If you aren’t used to seeing headlines like this by now, you aren’t paying attention. Retail businesses are struggling all over due to the COVID-19 pandemic and California’s iconic record store chain, Amoeba Music, is only the most recent to turn to their loyal customer base and ask for some support. This week, Amoeba co-founders Marc Weinstein and Dave Prinz launched a GoFundMe campaign in an effort to raise the $400,000 necessary to support their 400+ employees and keep its Berkeley, San Francisco, and Los Angeles locations afloat.

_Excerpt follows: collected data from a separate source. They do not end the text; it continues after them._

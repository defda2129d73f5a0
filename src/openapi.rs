use utoipa::openapi::security::{HttpAuthScheme, HttpBuilder, SecurityScheme};
use utoipa::{Modify, OpenApi};
use utoipa_swagger_ui::SwaggerUi;

struct SecurityAddon;

impl Modify for SecurityAddon {
    fn modify(&self, openapi: &mut utoipa::openapi::OpenApi) {
        if let Some(components) = openapi.components.as_mut() {
            components.add_security_scheme(
                "bearer_auth",
                SecurityScheme::Http(
                    HttpBuilder::new()
                        .scheme(HttpAuthScheme::Bearer)
                        .bearer_format("JWT")
                        .build(),
                ),
            );
        }
    }
}

#[derive(OpenApi)]
#[openapi(
    paths(
        crate::handlers::addresses::create_address,
        crate::handlers::addresses::list_addresses,
        crate::handlers::carts::save_cart,
        crate::handlers::carts::get_cart,
        crate::handlers::products::list_products,
        crate::handlers::products::get_product,
        crate::handlers::orders::create_order,
        crate::handlers::orders::list_orders,
        crate::handlers::checkout::create_session,
        crate::handlers::payment_webhooks::payment_webhook,
    ),
    components(schemas(
        crate::errors::ErrorResponse,
        crate::entities::address::AddressSnapshot,
        crate::entities::order::DeliveryStatus,
        crate::entities::order::PaymentMethod,
        crate::entities::order::PaymentStatus,
        crate::services::pricing::CartLine,
        crate::services::pricing::ResolvedLineItem,
        crate::services::orders::CreateOrderInput,
        crate::services::orders::OrderResponse,
        crate::services::checkout::CreateSessionInput,
        crate::handlers::addresses::CreateAddressRequest,
        crate::handlers::addresses::AddressResponse,
        crate::handlers::addresses::AddressPayload,
        crate::handlers::addresses::AddressListPayload,
        crate::handlers::carts::SaveCartRequest,
        crate::handlers::carts::CartPayload,
        crate::handlers::products::ProductResponse,
        crate::handlers::products::ProductPayload,
        crate::handlers::products::ProductListPayload,
        crate::handlers::orders::OrderPayload,
        crate::handlers::orders::OrderListPayload,
        crate::handlers::checkout::SessionPayload,
        crate::handlers::payment_webhooks::WebhookPayload,
    )),
    modifiers(&SecurityAddon),
    tags(
        (name = "Products", description = "Catalog reads"),
        (name = "Cart", description = "Saved cart snapshots"),
        (name = "Addresses", description = "Delivery addresses"),
        (name = "Orders", description = "Checkout and order history"),
        (name = "Checkout", description = "Hosted payment sessions"),
        (name = "Payments", description = "Payment provider callbacks"),
    ),
    info(
        title = "storefront-api",
        description = "Storefront checkout and order API"
    )
)]
pub struct ApiDoc;

/// Swagger UI served at `/docs`, spec at `/api-docs/openapi.json`.
pub fn swagger_ui() -> SwaggerUi {
    SwaggerUi::new("/docs").url("/api-docs/openapi.json", ApiDoc::openapi())
}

“All three of our stores have been closed since mid-March and remain closed indefinitely,” Weinstein and Prinz write in a post detailing Amoeba’s trajectory from a single dusty used record shop on Berkeley’s famous Telegraph Avenue to something of a vinyl-lover’s Mecca that provides free concerts, blowout Record Store Day events, and a place for music obsessives to hang out and dig through crates. “We’re exploring every possible means of support, including federal and local grants and loans,” they continue. “But these funds are not guaranteed to come in, and they won’t meet the needs of our short-term future.”
It’s almost hard to believe that a business as popular as Amoeba could be struggling so much. While other independent record stores fell victim to the advent of the internet and streaming platforms, Amoeba soldiered on and remained a favorite retail shop of musicians and celebrities, as seen in their “What’s In My Bag?” YouTube series.